The City is also planning for longer-term opportunities to locate affordable housing near transit stations – because affordable transit is also essential to many residents who cannot afford to own a car to get around the city.
And that’s why this past year, FEDCO approved a plan from the Interdepartmental Task Force on Housing to target 18 prime pieces of land that will become transit-oriented neighbourhoods.
These publicly-owned properties along Bus Rapid Transit and the Trillium and Confederation Lines will be developed over the next 20 years and transformed into communities with a strong mix of affordable housing units.
The first of these affordable housing projects will be located beside our new Central Library Project and will help us kickstart the revitalization of LeBreton Flats.
Much more work needs to be done to ensure the appropriate action is taken to adequately respond to the affordable housing and homelessness crisis, but recognizing the seriousness of the problem is an important first step. The Healthy Transportation Coalition had at least three Board members and many of our organizational members and supporters at the rally this morning.
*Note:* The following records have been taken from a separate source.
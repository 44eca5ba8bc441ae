use colored::Colorize;

use crate::offline::{DeadLetter, PendingMutation};
use crate::sync::{DrainOutcome, SyncStatus};

/// Format the pending queue as a numbered list, oldest first
pub fn format_queue_pretty(entries: &[PendingMutation]) -> String {
    if entries.is_empty() {
        return "Offline queue (0 pending)\n  Nothing to sync".to_string();
    }

    let mut output = format!("Offline queue ({} pending)\n", entries.len());
    output.push_str(&"─".repeat(60));
    output.push('\n');

    for (position, entry) in entries.iter().enumerate() {
        let label = if entry.route().is_some() {
            entry.label().bold()
        } else {
            entry.label().red().bold()
        };

        let recorded = entry.recorded_at().map_or_else(
            || entry.timestamp.clone(),
            |at| at.format("%Y-%m-%d %H:%M:%S").to_string(),
        );
        output.push_str(&format!(
            "{:>3}. {}  {}  {}\n",
            position + 1,
            label,
            entry.id.dimmed(),
            recorded.dimmed()
        ));
        output.push_str(&format!("     {}\n", entry.payload));
    }

    output
}

/// Format dead letters with the reason each was set aside
pub fn format_dead_letters_pretty(letters: &[DeadLetter]) -> String {
    if letters.is_empty() {
        return "Dead letters (0)\n  None".to_string();
    }

    let mut output = format!("Dead letters ({})\n", letters.len());
    output.push_str(&"─".repeat(60));
    output.push('\n');

    for letter in letters {
        output.push_str(&format!(
            "{} {}  {}\n",
            "✗".red(),
            letter.entry.label().bold(),
            letter.entry.id.dimmed()
        ));
        output.push_str(&format!("  {}\n", letter.reason.yellow()));
    }

    output
}

/// Format coordinator status the way the UI indicator shows it
pub fn format_status_pretty(status: &SyncStatus) -> String {
    let mut lines = vec!["Sync Status".bold().to_string(), "─".repeat(40)];

    lines.push(format!(
        "  Connection: {}",
        if status.is_online {
            "online".green()
        } else {
            "offline".red()
        }
    ));
    lines.push(format!(
        "  Pending:    {}",
        if status.pending_count > 0 {
            status.pending_count.to_string().yellow()
        } else {
            "0".normal()
        }
    ));
    if status.dead_letter_count > 0 {
        lines.push(format!(
            "  Dead:       {}",
            status.dead_letter_count.to_string().red()
        ));
    }
    if status.syncing {
        lines.push(format!("  {}", "Syncing...".cyan()));
    }
    if let Some(last) = status.last_sync {
        lines.push(format!(
            "  Last sync:  {}",
            last.format("%Y-%m-%d %H:%M:%S").to_string().dimmed()
        ));
    }
    if let Some(error) = &status.last_error {
        lines.push(format!("  Last error: {}", error.red()));
    }

    lines.join("\n")
}

/// Format the result of a drain pass
pub fn format_outcome_pretty(outcome: &DrainOutcome) -> String {
    match outcome {
        DrainOutcome::Offline => format!("{} Offline, nothing was sent", "○".yellow()),
        DrainOutcome::AlreadySyncing => format!("{} A sync is already running", "○".yellow()),
        DrainOutcome::Empty => "No pending operations to sync.".to_string(),
        DrainOutcome::Completed {
            replayed,
            dead_lettered,
        } => {
            let mut line = format!("{} {replayed} synced", "✓".green());
            if *dead_lettered > 0 {
                line.push_str(&format!(", {}", format!("{dead_lettered} dead-lettered").red()));
            }
            line
        }
        DrainOutcome::Aborted {
            replayed,
            failed_id,
            error,
            ..
        } => format!(
            "{} {replayed} synced, stopped at {}\n  {}",
            "✗".red(),
            failed_id.bold(),
            error.red()
        ),
    }
}
//! Database migrations for condosync.
//!
//! Each migration is a function that upgrades the schema by one version.
//! Migrations are run automatically when the database is opened.

use rusqlite::Connection;

use crate::error::SyncError;

/// Current schema version.
const CURRENT_VERSION: i32 = 1;

/// Get the current schema version from the database.
///
/// Returns 0 if no version has been set (new database).
pub fn get_version(conn: &Connection) -> Result<i32, SyncError> {
    conn.query_row("PRAGMA user_version", [], |row| row.get(0))
        .map_err(|e| SyncError::Database(format!("Failed to get schema version: {e}")))
}

fn set_version(conn: &Connection, version: i32) -> Result<(), SyncError> {
    conn.execute_batch(&format!("PRAGMA user_version = {version};"))
        .map_err(|e| SyncError::Database(format!("Failed to set schema version: {e}")))
}

/// Run all pending migrations.
pub fn run(conn: &Connection) -> Result<(), SyncError> {
    let current = get_version(conn)?;

    if current >= CURRENT_VERSION {
        return Ok(());
    }

    for version in (current + 1)..=CURRENT_VERSION {
        run_migration(conn, version)?;
        set_version(conn, version)?;
    }

    Ok(())
}

fn run_migration(conn: &Connection, version: i32) -> Result<(), SyncError> {
    match version {
        1 => migrate_v1(conn),
        _ => Err(SyncError::Database(format!(
            "Unknown migration version: {version}"
        ))),
    }
}

/// Migration v1: key-value table backing the offline queue.
///
/// Values are whole serialized documents; the queue is rewritten on every
/// mutation.
fn migrate_v1(conn: &Connection) -> Result<(), SyncError> {
    conn.execute_batch(
        r"
        CREATE TABLE IF NOT EXISTS kv_store (
            key TEXT PRIMARY KEY,
            value TEXT NOT NULL,
            updated_at TEXT NOT NULL
        );
        ",
    )
    .map_err(|e| SyncError::Database(format!("Migration v1 failed: {e}")))
}
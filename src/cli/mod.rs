//! Command-line interface for condosync.

pub mod args;
pub mod commands;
We must all remain vigilant to ensure the words spoken today are followed by actions, and that the necessary investments to end the affordable housing and homelessness crisis are made soon.
The possibility of establishing a Land Trust in order to protect publicly-owned lands near rapid transit for the development of accessible and deeply affordable housing is something we are strongly in favour of. We see this as essential to achieving transportation equity in Ottawa.
Working together, we can ensure that many thousands of accessible and deeply affordable housing units are built near rapid transit stations in Ottawa over the next 20 years, and beyond.